He right. Wikipedia has to respect other cultures and not harm them. If we did harm them, wikipedia wouldn't be neutral anymore.
Techman224
On 8-Dec-08, at 10:44 PM, J.L.W.S. The Special One wrote:
I think most participating in the discussion on this mailing list do not hold that attitude, thankfully. But I do see quite a few "ZOMG CENSORSHIP!"-like comments on IRC and AN. On IRC, an American actually did say something like "If the rest of the world want to censor, screw the rest of the world".
Wikipedia's stance against censorship seems noble in theory, but in practice, it looks more like ideological blindness. It worsens systemic bias by giving editors, especially Americans, carte blanche (did I use that correctly?) to attack other cultures.

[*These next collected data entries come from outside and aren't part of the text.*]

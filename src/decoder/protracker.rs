//! ProTracker MOD reader
//!
//! Layout:
//! - 20-byte song title
//! - 31 sample headers of 30 bytes (22-byte name, length, finetune, volume, loop)
//! - song length, restart byte, 128-byte order table
//! - 4-byte format tag at offset 1080
//!
//! The older 15-sample Soundtracker layout has no tag: the order table starts
//! at offset 470 and patterns at 600. It is recognised by plausibility checks
//! on the header.
//!
//! MOD has no instruments and no song message.

use super::text::{fixed_name, parse_with, section};
use super::{DecodeResult, ModuleFormat, TrackerModule};
use nom::bytes::complete::take;
use nom::multi::count;
use nom::sequence::terminated;

const TITLE_LEN: usize = 20;
const SAMPLE_COUNT: usize = 31;
const SAMPLE_NAME_LEN: usize = 22;
const SAMPLE_HEADER_LEN: usize = 30;
const TAG_OFFSET: usize = 1080;

const SOUNDTRACKER_SAMPLES: usize = 15;
const SOUNDTRACKER_ORDERS: usize = TITLE_LEN + SOUNDTRACKER_SAMPLES * SAMPLE_HEADER_LEN;
const SOUNDTRACKER_PATTERNS: usize = SOUNDTRACKER_ORDERS + 2 + 128;
const PATTERN_LEN: usize = 1024;
const MAX_VOLUME: u8 = 64;
const MAX_SAMPLE_WORDS: u16 = 0x8000;

/// Check for a known 4-byte format tag at offset 1080.
pub(super) fn is_protracker(data: &[u8]) -> bool {
    data.get(TAG_OFFSET..TAG_OFFSET + 4)
        .is_some_and(|tag| channel_count(tag).is_some())
}

/// Channel count implied by the format tag.
fn channel_count(tag: &[u8]) -> Option<u8> {
    let digit = |b: u8| b.is_ascii_digit().then(|| b - b'0');
    match tag {
        b"M.K." | b"M!K!" | b"M&K!" | b"N.T." | b"FLT4" => Some(4),
        b"FLT8" | b"CD81" | b"OKTA" | b"OCTA" => Some(8),
        // xCHN
        [n, b'C', b'H', b'N'] => digit(*n).filter(|&n| n > 0),
        // xxCH, xxCN
        [hi, lo, b'C', b'H' | b'N'] => {
            let n = digit(*hi)? * 10 + digit(*lo)?;
            (n > 0 && n <= 32).then_some(n)
        }
        _ => None,
    }
}

fn is_text(bytes: &[u8]) -> bool {
    bytes.iter().all(|&b| b == 0 || (0x20..0x7F).contains(&b))
}

/// Check an untagged buffer for a plausible 15-sample Soundtracker header.
///
/// Text fields must be printable ASCII, volumes and lengths in range, every
/// order a valid pattern, and the file long enough to hold the patterns.
pub(super) fn is_soundtracker(data: &[u8]) -> bool {
    if data.len() < SOUNDTRACKER_PATTERNS || !is_text(&data[..TITLE_LEN]) {
        return false;
    }

    let headers = &data[TITLE_LEN..SOUNDTRACKER_ORDERS];
    let samples_ok = headers.chunks_exact(SAMPLE_HEADER_LEN).all(|header| {
        let words = u16::from_be_bytes([header[22], header[23]]);
        is_text(&header[..SAMPLE_NAME_LEN]) && words <= MAX_SAMPLE_WORDS && header[25] <= MAX_VOLUME
    });
    if !samples_ok {
        return false;
    }

    let song_length = data[SOUNDTRACKER_ORDERS];
    let orders = &data[SOUNDTRACKER_ORDERS + 2..SOUNDTRACKER_PATTERNS];
    if song_length == 0 || song_length > 128 || orders.iter().any(|&p| p >= 64) {
        return false;
    }
    let patterns = orders.iter().copied().max().unwrap_or(0) as usize + 1;
    data.len() >= SOUNDTRACKER_PATTERNS + patterns * PATTERN_LEN
}

pub(super) fn parse(data: &[u8]) -> DecodeResult<TrackerModule> {
    read_module(data, SAMPLE_COUNT, ModuleFormat::ProTracker)
}

pub(super) fn parse_soundtracker(data: &[u8]) -> DecodeResult<TrackerModule> {
    read_module(data, SOUNDTRACKER_SAMPLES, ModuleFormat::Soundtracker)
}

fn read_module(data: &[u8], sample_count: usize, format: ModuleFormat) -> DecodeResult<TrackerModule> {
    let title = parse_with(data, "song title", fixed_name(TITLE_LEN))?;

    let samples = parse_with(
        section(data, TITLE_LEN, "sample headers")?,
        "sample headers",
        count(
            terminated(
                fixed_name(SAMPLE_NAME_LEN),
                take(SAMPLE_HEADER_LEN - SAMPLE_NAME_LEN),
            ),
            sample_count,
        ),
    )?;

    Ok(TrackerModule {
        format,
        title,
        message: None,
        samples,
        instruments: Vec::new(),
    })
}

By the way, I agree that the policy against open proxies needs to be changed. TOR is the best and most common way to circumvent the Great Firewall of China. Why are many established Wikipedians, not at all concerned that mainland Chinese. who comprise around 20% of the world population, cannot edit Wikipedia?
(I apologise for the anti-Americanism. In my experience, it is usually Americans who are like that, although some non-Americans are like that too. Many Americans are not like that and I wish to assure them that I am not targeting them in this post.)

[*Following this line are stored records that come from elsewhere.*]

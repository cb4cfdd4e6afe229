//! Field enumeration
//!
//! Walks the searchable text fields of a decoded module in a fixed order:
//! the song message, then every sample name, then every instrument name.
//! Each field is fetched from the module only when the iterator reaches it,
//! and its text is owned by the yielded [`TextField`].

use crate::decoder::DecodedModule;
use std::fmt;
use std::iter::FusedIterator;
use thiserror::Error;

/// Identifies one searchable field; indices are 0-based.
#[derive(Debug, Clone, Copy, PartialEq, Eq)]
pub enum FieldKind {
    /// Song message
    Message,
    /// Sample name
    Sample(usize),
    /// Instrument name
    Instrument(usize),
}

impl FieldKind {
    /// 1-based ordinal shown in labels; `None` for the message.
    pub fn ordinal(&self) -> Option<usize> {
        match self {
            FieldKind::Message => None,
            FieldKind::Sample(index) | FieldKind::Instrument(index) => Some(index + 1),
        }
    }

    /// Field class without the ordinal.
    pub fn class(&self) -> &'static str {
        match self {
            FieldKind::Message => "message",
            FieldKind::Sample(_) => "sample",
            FieldKind::Instrument(_) => "instrument",
        }
    }
}

impl fmt::Display for FieldKind {
    fn fmt(&self, f: &mut fmt::Formatter<'_>) -> fmt::Result {
        match self.ordinal() {
            Some(ordinal) => write!(f, "{} {}", self.class(), ordinal),
            None => f.write_str(self.class()),
        }
    }
}

/// A retrieved field and its text
#[derive(Debug, Clone, PartialEq, Eq)]
pub struct TextField {
    /// Which field this is
    pub kind: FieldKind,
    /// Field text as returned by the decoder
    pub text: String,
}

/// The decoder could not hand out the text of a field.
#[derive(Debug, Clone, Copy, PartialEq, Eq, Error)]
#[error("could not retrieve {field}")]
pub struct RetrievalError {
    /// Field whose retrieval failed
    pub field: FieldKind,
}

#[derive(Debug, Clone, Copy)]
enum Cursor {
    Message,
    Samples { next: usize, count: usize },
    Instruments { next: usize, count: usize },
    Done,
}

/// Lazy iterator over the text fields of a module.
///
/// Yields `Err` at most once; iteration ends after the first failure.
pub struct Fields<'m, M: ?Sized> {
    module: &'m M,
    cursor: Cursor,
}

/// Enumerate the text fields of `module`.
pub fn fields<M: DecodedModule + ?Sized>(module: &M) -> Fields<'_, M> {
    Fields {
        module,
        cursor: Cursor::Message,
    }
}

impl<M: DecodedModule + ?Sized> Fields<'_, M> {
    fn fetch(&mut self, kind: FieldKind, text: Option<String>) -> Result<TextField, RetrievalError> {
        match text {
            Some(text) => Ok(TextField { kind, text }),
            None => {
                self.cursor = Cursor::Done;
                Err(RetrievalError { field: kind })
            }
        }
    }
}

impl<M: DecodedModule + ?Sized> Iterator for Fields<'_, M> {
    type Item = Result<TextField, RetrievalError>;

    fn next(&mut self) -> Option<Self::Item> {
        loop {
            match self.cursor {
                Cursor::Message => {
                    self.cursor = Cursor::Samples {
                        next: 0,
                        count: self.module.sample_count(),
                    };
                    // A module without a message has nothing to scan here
                    if let Some(text) = self.module.message() {
                        return Some(Ok(TextField {
                            kind: FieldKind::Message,
                            text,
                        }));
                    }
                }
                Cursor::Samples { next, count } if next < count => {
                    self.cursor = Cursor::Samples {
                        next: next + 1,
                        count,
                    };
                    let text = self.module.sample_name(next);
                    return Some(self.fetch(FieldKind::Sample(next), text));
                }
                Cursor::Samples { .. } => {
                    self.cursor = Cursor::Instruments {
                        next: 0,
                        count: self.module.instrument_count(),
                    };
                }
                Cursor::Instruments { next, count } if next < count => {
                    self.cursor = Cursor::Instruments {
                        next: next + 1,
                        count,
                    };
                    let text = self.module.instrument_name(next);
                    return Some(self.fetch(FieldKind::Instrument(next), text));
                }
                Cursor::Instruments { .. } => self.cursor = Cursor::Done,
                Cursor::Done => return None,
            }
        }
    }
}

impl<M: DecodedModule + ?Sized> FusedIterator for Fields<'_, M> {}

-- Written with passion, J.L.W.S. The Special One
2008/12/9, Gregory Maxwell gmaxwell@gmail.com:
On Mon, Dec 8, 2008 at 10:28 PM, J.L.W.S. The Special One hildanknight@gmail.com wrote:
I am concerned by the "only the USA matters, screw the rest of the world" attitude displayed by some American Wikipedians.

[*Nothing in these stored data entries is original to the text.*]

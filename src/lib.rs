//! Keyword search over tracker module metadata
//!
//! Scans the textual metadata of a tracker music module (song message,
//! sample names, instrument names) for one or more keywords and reports
//! every field in which a keyword occurs. Matching is case-insensitive over
//! the ASCII range; output is streamed line by line as matches are found.
//!
//! # Pipeline
//! - [`loader`]: read the whole file into memory
//! - [`decoder`]: turn the buffer into a [`DecodedModule`] (MOD, S3M, XM, IT,
//!   optionally wrapped in an LHA archive)
//! - [`fields`]: walk message, samples, then instruments
//! - [`matcher`]: pick the keywords contained in each field
//! - [`report`]: write one line per (field, keyword) match
//! - [`scan`]: drive the above and release everything on every exit path
//!
//! # Quick start
//! ```no_run
//! use modgrep::{KeywordSet, NativeDecoder, ScanConfig, Scanner};
//!
//! let keywords = KeywordSet::new(["drum", "synth"]).unwrap();
//! let scanner = Scanner::new(NativeDecoder::default(), ScanConfig::default());
//! let summary = scanner
//!     .scan_file("song.xm".as_ref(), &keywords, std::io::stdout().lock())
//!     .unwrap();
//! eprintln!("{} matches", summary.matches);
//! ```

#![warn(missing_docs)]

pub mod compression; // LHA unwrapping
pub mod config; // Scan options
pub mod decoder; // Module decoding (collaborator)
pub mod fields; // Field enumeration
pub mod loader; // File I/O
pub mod matcher; // Keyword matching
pub mod report; // Report lines
pub mod scan; // Scan driver

use fields::FieldKind;

/// Exit status for a malformed invocation.
pub const EXIT_USAGE: u8 = 1;
/// Exit status when the input file cannot be opened.
pub const EXIT_OPEN: u8 = 2;
/// Exit status when the input file is empty, too large or unreadable.
pub const EXIT_SIZE: u8 = 3;
/// Exit status when the decoder rejects the buffer.
pub const EXIT_DECODE: u8 = 4;
/// Exit status when the report cannot be written.
pub const EXIT_OUTPUT: u8 = 5;
/// Exit status when a text field cannot be retrieved after decoding.
pub const EXIT_RETRIEVAL: u8 = 17;
/// Exit status when the file buffer cannot be allocated.
pub const EXIT_OUT_OF_MEMORY: u8 = 18;

/// Errors that terminate a scan
///
/// Every variant carries the label of the scanned source so that its
/// `Display` output is the complete one-line diagnostic.
#[derive(thiserror::Error, Debug)]
pub enum ScanError {
    /// Malformed invocation
    #[error("usage: {program} FILEPATH KEYWORD1 ...")]
    Usage {
        /// Program name as invoked
        program: String,
    },

    /// Input file could not be opened
    #[error("{path}: could not open file")]
    Open {
        /// Source label
        path: String,
        /// Underlying I/O error
        #[source]
        source: std::io::Error,
    },

    /// Input file has no content
    #[error("{path}: file is empty")]
    Empty {
        /// Source label
        path: String,
    },

    /// Input file exceeds the configured or addressable size
    #[error("{path}: file too large")]
    TooLarge {
        /// Source label
        path: String,
    },

    /// Input file could be opened but not read
    #[error("{path}: could not read file: {source}")]
    Read {
        /// Source label
        path: String,
        /// Underlying I/O error
        #[source]
        source: std::io::Error,
    },

    /// Buffer for the file contents could not be allocated
    #[error("{path}: not enough memory to read file")]
    OutOfMemory {
        /// Source label
        path: String,
    },

    /// Decoder rejected the buffer
    #[error("{path}: could not initialize: {source}")]
    Decode {
        /// Source label
        path: String,
        /// Decoder diagnostic
        #[source]
        source: decoder::DecodeError,
    },

    /// A text field could not be retrieved from the decoded module
    #[error("{path}: could not retrieve {field}")]
    Retrieval {
        /// Source label
        path: String,
        /// Field whose retrieval failed
        field: FieldKind,
    },

    /// Report output could not be written
    #[error("{path}: could not write report: {source}")]
    Output {
        /// Source label
        path: String,
        /// Underlying I/O error
        #[source]
        source: std::io::Error,
    },
}

impl ScanError {
    /// Process exit status associated with this failure class.
    pub fn exit_code(&self) -> u8 {
        match self {
            ScanError::Usage { .. } => EXIT_USAGE,
            ScanError::Open { .. } => EXIT_OPEN,
            ScanError::Empty { .. } | ScanError::TooLarge { .. } | ScanError::Read { .. } => {
                EXIT_SIZE
            }
            ScanError::OutOfMemory { .. } => EXIT_OUT_OF_MEMORY,
            ScanError::Decode { .. } => EXIT_DECODE,
            ScanError::Retrieval { .. } => EXIT_RETRIEVAL,
            ScanError::Output { .. } => EXIT_OUTPUT,
        }
    }
}

/// Result type for scan operations
pub type Result<T> = std::result::Result<T, ScanError>;

// Public API exports
pub use compression::{decompress_if_needed, is_lha_compressed};
pub use config::{ReportFormat, ScanConfig};
pub use decoder::{DecodeError, DecodedModule, ModuleDecoder, ModuleFormat, NativeDecoder, TrackerModule};
pub use fields::{fields, Fields, RetrievalError, TextField};
pub use loader::load_buffer;
pub use matcher::{contains_ci, EmptyKeyword, KeywordSet};
pub use report::ReportEmitter;
pub use scan::{ScanSummary, Scanner};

Do we care more about fighting censorship or letting British users edit Wikipedia?
I don't think we care all that much about "fighting censorship": We're not really doing much fighting, we never have. We could do a lot: We could be promoting SSL and TOR, we could be evading the block, we could change Wikipedia to have a black background for censored users with a video from Jimmy explaining why the current situation is harmful. We could be litigating against the IWF and ISPs who are hijacking our traffic, even if we don't think we'd win. etc. We could make readers access to Wikipedia an all or nothing thing. These things would be fighting censorship.
Right now we're just talking politely. At best you can say we're not being instantly cowed by demands by some private organization, over material which as far as we can tell both contributes to our mission (in however minor a way) and which is not illegal. I think this is good because if we were to do otherwise there would be no clear place to stop.
The editing problems are purely from the technical incompetence in the manner in which the UK censorship is being performed, and not from the censorship itself. So long as the UK networks use censorship run in a technically broken way we can have no safety no matter what we host. Your dichotomy is a false one.
(1) The blocking should be changed to be the actual image, rather than the page text. This would remove most of the collateral damage (no more editing problems), and actually do better at accomplishing their goals. Right now the ISPs and IWF claim to be protecting people from a harmful image, yet they aren't doing that: Instead they are protecting people from the discussion of the controversy and not stopping the image at all.
(2) All of the proxies should be sending the XFF header to avoid the collateral damage. (a few did, and we we accept the header from them now)
We've requested both of these things for days now, because of the way the filtering is performed (with each ISP doing its own thing) (2) may take a while, but I see no technical reason why (1) couldn't be done right away.